Les deux arguments sont contradictoires. Si, pour juger que les conduites de l'Australie sont
illicites et pour établir la responsabilité de l'Australie, la Cour devait déclarer l'invalidité de l'accord,
comment pourrait-il alors être question d'un conflit d'obligations ? Pour mettre un peu d'ordre,
prenons le deuxième argument australien comme ayant une portée subsidiaire.
6. Pour justifier son affirmation, citée auparavant, selon laquelle «Dans la présente affaire
contester la négociation, la conclusion et l'éxécution du traité revient à en contester la validité»,
l'Australie essaye, à ce qu'il paraît, de développer deux sortes d'arguments.
Le premier se trouve aux paragraphes 110 et 111 de la duplique et, je dois l'avouer, il est très
difficilement compréhensible.

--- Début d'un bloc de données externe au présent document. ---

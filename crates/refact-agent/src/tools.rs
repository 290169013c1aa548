//! The agent's tool registry
//!
//! Each tool reads or mutates the workspace store, asks the LLM, or fetches
//! a web page, and returns JSON the workflow can drop straight into the
//! execution prompt. Tool errors are returned as `{"error": ...}` values
//! so the gathering phase never aborts on a single bad request.

use crate::prompt::build_think_prompt;
use crate::web::{fetch_page_text, WebFetcher};
use refact_core::{Edit, RefactError, Result, ToolRequest};
use refact_llm::LlmGateway;
use refact_workspace::WorkspaceStore;
use serde::Deserialize;
use serde_json::{json, Value};
use std::collections::BTreeMap;
use std::sync::Arc;
use tracing::debug;

/// JSON result of one tool invocation
pub type ToolOutput = Value;

/// Named operations available during context gathering
#[derive(Debug, Clone, Copy, PartialEq, Eq, Hash)]
pub enum Tool {
    Search,
    Tree,
    Cat,
    Locate,
    Patch,
    Think,
    Web,
    Definition,
    References,
}

impl Tool {
    pub const ALL: [Tool; 9] = [
        Tool::Search,
        Tool::Tree,
        Tool::Cat,
        Tool::Locate,
        Tool::Patch,
        Tool::Think,
        Tool::Web,
        Tool::Definition,
        Tool::References,
    ];

    pub fn name(&self) -> &'static str {
        match self {
            Tool::Search => "search",
            Tool::Tree => "tree",
            Tool::Cat => "cat",
            Tool::Locate => "locate",
            Tool::Patch => "patch",
            Tool::Think => "think",
            Tool::Web => "web",
            Tool::Definition => "definition",
            Tool::References => "references",
        }
    }

    pub fn description(&self) -> &'static str {
        match self {
            Tool::Search => "Case-insensitive text search across all files",
            Tool::Tree => "Directory tree of the project",
            Tool::Cat => "Contents of files (comma-separated paths)",
            Tool::Locate => "Files most relevant to a task description",
            Tool::Patch => "Apply a JSON list of create/update/delete edits",
            Tool::Think => "Reason step by step about a question",
            Tool::Web => "Plain text of a web page",
            Tool::Definition => "Lines declaring a symbol",
            Tool::References => "Lines using a symbol outside its declaration",
        }
    }

    /// Look up a tool by name; unknown names yield `None`
    pub fn from_name(name: &str) -> Option<Tool> {
        let name = name.trim().to_lowercase();
        Tool::ALL.into_iter().find(|t| t.name() == name)
    }
}

impl std::fmt::Display for Tool {
    fn fmt(&self, f: &mut std::fmt::Formatter<'_>) -> std::fmt::Result {
        write!(f, "{}", self.name())
    }
}

/// Patch payloads accepted by the `patch` tool
#[derive(Deserialize)]
#[serde(untagged)]
enum PatchPayload {
    List(Vec<Edit>),
    Wrapped { edits: Vec<Edit> },
    Single(Edit),
}

/// Tool collaborators, injected explicitly
#[derive(Clone)]
pub struct ToolSet {
    store: WorkspaceStore,
    gateway: Arc<dyn LlmGateway>,
    fetcher: Arc<dyn WebFetcher>,
}

impl ToolSet {
    pub fn new(
        store: WorkspaceStore,
        gateway: Arc<dyn LlmGateway>,
        fetcher: Arc<dyn WebFetcher>,
    ) -> Self {
        Self {
            store,
            gateway,
            fetcher,
        }
    }

    pub fn store(&self) -> &WorkspaceStore {
        &self.store
    }

    pub fn gateway(&self) -> &dyn LlmGateway {
        self.gateway.as_ref()
    }

    /// Tool name to one-line description
    pub fn descriptions() -> BTreeMap<&'static str, &'static str> {
        Tool::ALL
            .into_iter()
            .map(|t| (t.name(), t.description()))
            .collect()
    }

    /// Resolve one plan request; unknown tools yield `None`
    pub async fn dispatch(&self, project_id: &str, request: &ToolRequest) -> Option<ToolOutput> {
        let Some(tool) = Tool::from_name(&request.tool) else {
            debug!("Skipping unknown tool '{}'", request.tool);
            return None;
        };
        Some(self.run(tool, project_id, &request.target).await)
    }

    /// Run a tool, folding errors into the output
    pub async fn run(&self, tool: Tool, project_id: &str, target: &str) -> ToolOutput {
        debug!("Running tool {} on '{}'", tool, target);
        match self.try_run(tool, project_id, target).await {
            Ok(output) => output,
            Err(e) => json!({ "error": e.to_string() }),
        }
    }

    async fn try_run(&self, tool: Tool, project_id: &str, target: &str) -> Result<ToolOutput> {
        let output = match tool {
            Tool::Search => json!(self.store.search(project_id, target).await?),
            Tool::Tree => json!(self.store.list_tree(project_id).await?),
            Tool::Cat => {
                let paths: Vec<&str> = target
                    .split(',')
                    .map(str::trim)
                    .filter(|p| !p.is_empty())
                    .collect();
                json!(self.store.read(project_id, &paths).await?)
            }
            Tool::Locate => json!(self.store.locate(project_id, target).await?),
            Tool::Patch => self.patch(project_id, target).await?,
            Tool::Think => json!(self.think(target).await?),
            Tool::Web => json!(fetch_page_text(self.fetcher.as_ref(), target.trim()).await),
            Tool::Definition => json!(self.store.definitions(project_id, target).await?),
            Tool::References => json!(self.store.references(project_id, target).await?),
        };
        Ok(output)
    }

    async fn patch(&self, project_id: &str, payload: &str) -> Result<ToolOutput> {
        let edits = match serde_json::from_str::<PatchPayload>(payload)
            .map_err(|e| RefactError::Parse(format!("Invalid patch: {}", e)))?
        {
            PatchPayload::List(edits) | PatchPayload::Wrapped { edits } => edits,
            PatchPayload::Single(edit) => vec![edit],
        };

        let changes = self.store.apply_edits(project_id, &edits).await?;
        let applied: Vec<Value> = edits
            .iter()
            .zip(changes)
            .map(|(edit, change)| {
                json!({ "path": edit.path(), "kind": edit.kind(), "change": change.as_str() })
            })
            .collect();
        Ok(json!({ "applied": applied }))
    }

    async fn think(&self, topic: &str) -> Result<String> {
        let reply = self.gateway.complete(&build_think_prompt(topic)).await?;
        Ok(reply.content)
    }
}

#[cfg(test)]
mod tests {
    use super::*;
    use crate::web::StaticFetcher;
    use refact_llm::ScriptedGateway;
    use refact_workspace::Workspace;

    async fn tool_set(gateway: ScriptedGateway) -> ToolSet {
        let store = WorkspaceStore::new();
        store
            .put(
                "p",
                Workspace::from_files([
                    ("src/components/Hero.js", "function Hero() {}\nexport default Hero;"),
                    ("src/index.js", "import Hero from './components/Hero';\nconsole.log(\"hello\");"),
                    ("src/index.css", "body { margin: 0; }"),
                ])
                .unwrap(),
            )
            .await;
        ToolSet::new(
            store,
            Arc::new(gateway),
            Arc::new(StaticFetcher::new().with_page("https://docs", "<p>Docs</p>")),
        )
    }

    fn request(tool: &str, target: &str) -> ToolRequest {
        ToolRequest {
            tool: tool.to_string(),
            target: target.to_string(),
        }
    }

    #[test]
    fn test_tool_from_name() {
        assert_eq!(Tool::from_name("search"), Some(Tool::Search));
        assert_eq!(Tool::from_name(" CAT "), Some(Tool::Cat));
        assert_eq!(Tool::from_name("grep"), None);
        for tool in Tool::ALL {
            assert_eq!(Tool::from_name(tool.name()), Some(tool));
        }
    }

    #[test]
    fn test_descriptions_cover_all_tools() {
        let descriptions = ToolSet::descriptions();
        assert_eq!(descriptions.len(), Tool::ALL.len());
        assert!(descriptions.contains_key("web"));
    }

    #[tokio::test]
    async fn test_dispatch_unknown_tool() {
        let tools = tool_set(ScriptedGateway::new()).await;
        assert!(tools.dispatch("p", &request("grep", "x")).await.is_none());
    }

    #[tokio::test]
    async fn test_search_and_cat() {
        let tools = tool_set(ScriptedGateway::new()).await;

        let hits = tools.dispatch("p", &request("search", "HELLO")).await.unwrap();
        assert_eq!(hits[0]["file"], "src/index.js");

        let files = tools
            .dispatch("p", &request("cat", "src/index.css, missing.js"))
            .await
            .unwrap();
        assert_eq!(files, json!({"src/index.css": "body { margin: 0; }"}));
    }

    #[tokio::test]
    async fn test_tree_and_locate() {
        let tools = tool_set(ScriptedGateway::new()).await;

        let tree = tools.dispatch("p", &request("tree", "")).await.unwrap();
        assert!(tree["src"]["components"]["Hero.js"].is_null());
        assert!(tree["src"]["components"].is_object());

        let ranked = tools
            .dispatch("p", &request("locate", "add a component"))
            .await
            .unwrap();
        assert_eq!(ranked[0]["file"], "src/components/Hero.js");
    }

    #[tokio::test]
    async fn test_symbol_tools() {
        let tools = tool_set(ScriptedGateway::new()).await;

        let defs = tools
            .dispatch("p", &request("definition", "Hero"))
            .await
            .unwrap();
        assert_eq!(defs.as_array().unwrap().len(), 1);

        let refs = tools
            .dispatch("p", &request("references", "Hero"))
            .await
            .unwrap();
        assert_eq!(refs.as_array().unwrap().len(), 2);
    }

    #[tokio::test]
    async fn test_patch_applies_edits() {
        let tools = tool_set(ScriptedGateway::new()).await;
        let payload = r#"[{"kind":"create","path":"src/Footer.js","content":"x"},{"kind":"delete","path":"src/index.css"}]"#;

        let output = tools.dispatch("p", &request("patch", payload)).await.unwrap();
        assert_eq!(output["applied"][0]["change"], "created");
        assert_eq!(output["applied"][1]["change"], "deleted");

        let ws = tools.store().get("p").await.unwrap();
        assert!(ws.contains("src/Footer.js"));
        assert!(!ws.contains("src/index.css"));
    }

    #[tokio::test]
    async fn test_patch_invalid_payload_is_error_value() {
        let tools = tool_set(ScriptedGateway::new()).await;
        let output = tools
            .dispatch("p", &request("patch", "not json"))
            .await
            .unwrap();
        assert!(output["error"].as_str().unwrap().contains("Invalid patch"));
    }

    #[tokio::test]
    async fn test_think_uses_gateway() {
        let gateway = ScriptedGateway::new().reply("use a flexbox");
        let tools = tool_set(gateway.clone()).await;

        let output = tools
            .dispatch("p", &request("think", "layout options"))
            .await
            .unwrap();
        assert_eq!(output, json!("use a flexbox"));
        assert!(gateway.prompts()[0].contains("layout options"));
    }

    #[tokio::test]
    async fn test_web_degrades_to_string() {
        let tools = tool_set(ScriptedGateway::new()).await;

        let ok = tools.dispatch("p", &request("web", "https://docs")).await.unwrap();
        assert_eq!(ok, json!("Docs"));

        let failed = tools
            .dispatch("p", &request("web", "https://nowhere"))
            .await
            .unwrap();
        assert!(failed.as_str().unwrap().starts_with("Failed to fetch"));
    }

    #[tokio::test]
    async fn test_missing_workspace_is_error_value() {
        let tools = tool_set(ScriptedGateway::new()).await;
        let output = tools.dispatch("other", &request("tree", "")).await.unwrap();
        assert!(output["error"].as_str().unwrap().contains("Not found"));
    }
}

Apparemment, il s'exprime dans cette conclusion :
«l'illicéité supposée du comportement de l'Australie tenant à la négociation, la
conclusion et l'application du traité de 1989 ne peut être affirmée que si le traité n'est
pas valide» (par. 110).
Une telle conclusion ne découle cependant pas des prémisses que l'Australie invoque.
Regardons-les, ces prémisses :
«L'Australie ne saurait être jugée responsable pour avoir négocié «un» traité : vu
que la négociation d'un traité n'est pas en soi interdite en droit international, elle ne
pourrait être responsable que si la négociation de ce traité était illicite.» (Duplique de
l'Australie, p. 51, par. 110.)
Bien sûr, de l'avis du Portugal la négociation par l'Australie de «ce» traité est illicite; en
conséquence, l'Australie doit être jugée responsable.
Je cite à nouveau :
«l'Australie ne saurait être jugée responsable pour avoir conclu «un» traité; elle ne
pourrait l'être que si la conclusion de ce traité était internationalement illicite».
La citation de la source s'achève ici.